From the listing, collect all lines containing the word "outcome".

Record extracts:
------------------------------------------------------------

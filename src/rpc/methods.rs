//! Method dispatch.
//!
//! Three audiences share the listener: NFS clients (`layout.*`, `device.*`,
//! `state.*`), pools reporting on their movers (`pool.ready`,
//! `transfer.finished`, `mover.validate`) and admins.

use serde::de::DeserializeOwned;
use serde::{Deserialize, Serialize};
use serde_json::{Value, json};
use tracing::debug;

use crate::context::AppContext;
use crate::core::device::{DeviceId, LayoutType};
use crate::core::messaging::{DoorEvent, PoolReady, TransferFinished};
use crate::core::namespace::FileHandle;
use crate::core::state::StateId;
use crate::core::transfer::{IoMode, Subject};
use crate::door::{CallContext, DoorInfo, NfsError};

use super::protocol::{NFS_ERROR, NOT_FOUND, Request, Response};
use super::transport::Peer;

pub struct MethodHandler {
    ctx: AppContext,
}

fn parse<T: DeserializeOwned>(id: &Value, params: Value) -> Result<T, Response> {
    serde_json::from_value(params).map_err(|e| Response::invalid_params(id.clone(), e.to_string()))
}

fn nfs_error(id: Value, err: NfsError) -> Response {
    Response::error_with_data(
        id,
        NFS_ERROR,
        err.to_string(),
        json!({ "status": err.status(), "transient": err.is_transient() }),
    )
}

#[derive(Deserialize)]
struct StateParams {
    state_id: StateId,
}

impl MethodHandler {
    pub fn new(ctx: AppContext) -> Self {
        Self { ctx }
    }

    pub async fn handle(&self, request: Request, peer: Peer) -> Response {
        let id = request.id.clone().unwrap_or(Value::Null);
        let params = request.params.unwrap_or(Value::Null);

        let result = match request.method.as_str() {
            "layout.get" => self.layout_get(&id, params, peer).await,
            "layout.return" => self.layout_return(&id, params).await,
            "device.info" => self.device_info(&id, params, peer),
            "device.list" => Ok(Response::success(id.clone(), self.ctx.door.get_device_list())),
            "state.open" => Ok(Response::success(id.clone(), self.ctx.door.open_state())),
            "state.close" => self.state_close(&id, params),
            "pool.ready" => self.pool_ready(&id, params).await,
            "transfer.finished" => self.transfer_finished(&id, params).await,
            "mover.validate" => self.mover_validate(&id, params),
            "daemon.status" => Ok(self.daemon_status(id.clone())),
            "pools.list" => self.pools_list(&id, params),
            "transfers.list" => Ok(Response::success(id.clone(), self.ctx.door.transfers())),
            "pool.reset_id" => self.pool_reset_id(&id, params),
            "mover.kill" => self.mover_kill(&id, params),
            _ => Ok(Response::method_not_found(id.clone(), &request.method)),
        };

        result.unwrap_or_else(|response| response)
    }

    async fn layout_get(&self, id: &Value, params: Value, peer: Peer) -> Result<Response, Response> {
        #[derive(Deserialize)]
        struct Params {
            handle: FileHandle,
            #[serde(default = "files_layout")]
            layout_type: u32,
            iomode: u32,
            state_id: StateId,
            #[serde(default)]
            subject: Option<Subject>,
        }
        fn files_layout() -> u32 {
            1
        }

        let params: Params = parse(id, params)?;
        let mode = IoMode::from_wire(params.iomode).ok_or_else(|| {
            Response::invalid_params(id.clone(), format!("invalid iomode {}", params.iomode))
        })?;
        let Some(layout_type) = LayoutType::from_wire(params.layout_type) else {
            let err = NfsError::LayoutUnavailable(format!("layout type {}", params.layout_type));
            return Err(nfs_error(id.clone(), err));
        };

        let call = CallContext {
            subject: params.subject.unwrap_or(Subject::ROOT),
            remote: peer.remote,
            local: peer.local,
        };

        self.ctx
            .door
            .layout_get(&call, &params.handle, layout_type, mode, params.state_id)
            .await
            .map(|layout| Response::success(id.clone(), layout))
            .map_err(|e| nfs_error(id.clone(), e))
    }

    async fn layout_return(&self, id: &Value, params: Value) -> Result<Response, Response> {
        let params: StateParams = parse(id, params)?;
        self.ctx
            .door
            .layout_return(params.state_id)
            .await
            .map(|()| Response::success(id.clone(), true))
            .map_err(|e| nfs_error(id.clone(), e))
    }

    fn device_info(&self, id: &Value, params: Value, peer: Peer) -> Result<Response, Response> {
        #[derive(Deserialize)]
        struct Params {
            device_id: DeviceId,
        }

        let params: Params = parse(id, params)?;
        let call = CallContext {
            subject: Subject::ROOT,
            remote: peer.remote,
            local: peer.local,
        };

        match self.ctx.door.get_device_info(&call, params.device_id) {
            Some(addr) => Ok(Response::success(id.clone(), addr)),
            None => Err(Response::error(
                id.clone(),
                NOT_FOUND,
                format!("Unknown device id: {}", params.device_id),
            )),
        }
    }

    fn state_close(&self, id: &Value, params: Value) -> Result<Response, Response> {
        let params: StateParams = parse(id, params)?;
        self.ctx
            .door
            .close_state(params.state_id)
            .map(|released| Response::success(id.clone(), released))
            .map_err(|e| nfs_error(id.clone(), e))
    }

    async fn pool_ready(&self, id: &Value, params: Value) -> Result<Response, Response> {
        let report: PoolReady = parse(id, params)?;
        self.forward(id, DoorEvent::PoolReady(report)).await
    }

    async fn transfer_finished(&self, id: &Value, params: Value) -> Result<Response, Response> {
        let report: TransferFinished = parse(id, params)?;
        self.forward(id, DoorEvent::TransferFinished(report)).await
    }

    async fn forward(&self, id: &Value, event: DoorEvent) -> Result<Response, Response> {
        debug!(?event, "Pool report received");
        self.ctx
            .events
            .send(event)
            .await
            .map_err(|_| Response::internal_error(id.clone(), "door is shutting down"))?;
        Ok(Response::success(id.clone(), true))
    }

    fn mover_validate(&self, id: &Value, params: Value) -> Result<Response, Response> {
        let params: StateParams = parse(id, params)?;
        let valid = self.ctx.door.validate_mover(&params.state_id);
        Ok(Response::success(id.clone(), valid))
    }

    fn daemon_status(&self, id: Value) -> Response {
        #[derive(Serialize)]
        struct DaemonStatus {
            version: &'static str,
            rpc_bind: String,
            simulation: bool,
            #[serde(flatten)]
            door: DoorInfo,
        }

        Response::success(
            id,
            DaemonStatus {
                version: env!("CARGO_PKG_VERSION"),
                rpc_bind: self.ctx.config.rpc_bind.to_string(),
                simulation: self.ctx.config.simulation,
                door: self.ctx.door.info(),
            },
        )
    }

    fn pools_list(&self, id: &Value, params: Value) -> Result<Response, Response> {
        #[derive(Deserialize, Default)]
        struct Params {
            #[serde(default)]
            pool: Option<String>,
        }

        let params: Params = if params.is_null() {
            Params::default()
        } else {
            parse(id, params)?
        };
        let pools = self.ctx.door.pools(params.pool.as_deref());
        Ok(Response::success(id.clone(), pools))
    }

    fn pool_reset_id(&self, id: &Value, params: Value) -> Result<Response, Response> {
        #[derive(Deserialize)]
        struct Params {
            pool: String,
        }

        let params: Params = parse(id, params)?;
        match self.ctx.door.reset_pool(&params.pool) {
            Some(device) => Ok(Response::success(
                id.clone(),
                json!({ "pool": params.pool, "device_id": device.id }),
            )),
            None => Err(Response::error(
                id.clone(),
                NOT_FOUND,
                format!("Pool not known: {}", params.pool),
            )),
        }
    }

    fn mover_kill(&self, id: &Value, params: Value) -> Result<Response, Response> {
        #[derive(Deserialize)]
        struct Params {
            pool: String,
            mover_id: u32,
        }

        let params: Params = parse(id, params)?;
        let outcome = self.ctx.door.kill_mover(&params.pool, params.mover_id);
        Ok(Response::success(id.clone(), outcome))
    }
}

------------------------------------------------------------

Exercise solution:
        let outcome = self.ctx.door.kill_mover(&params.pool, params.mover_id);
        Ok(Response::success(id.clone(), outcome))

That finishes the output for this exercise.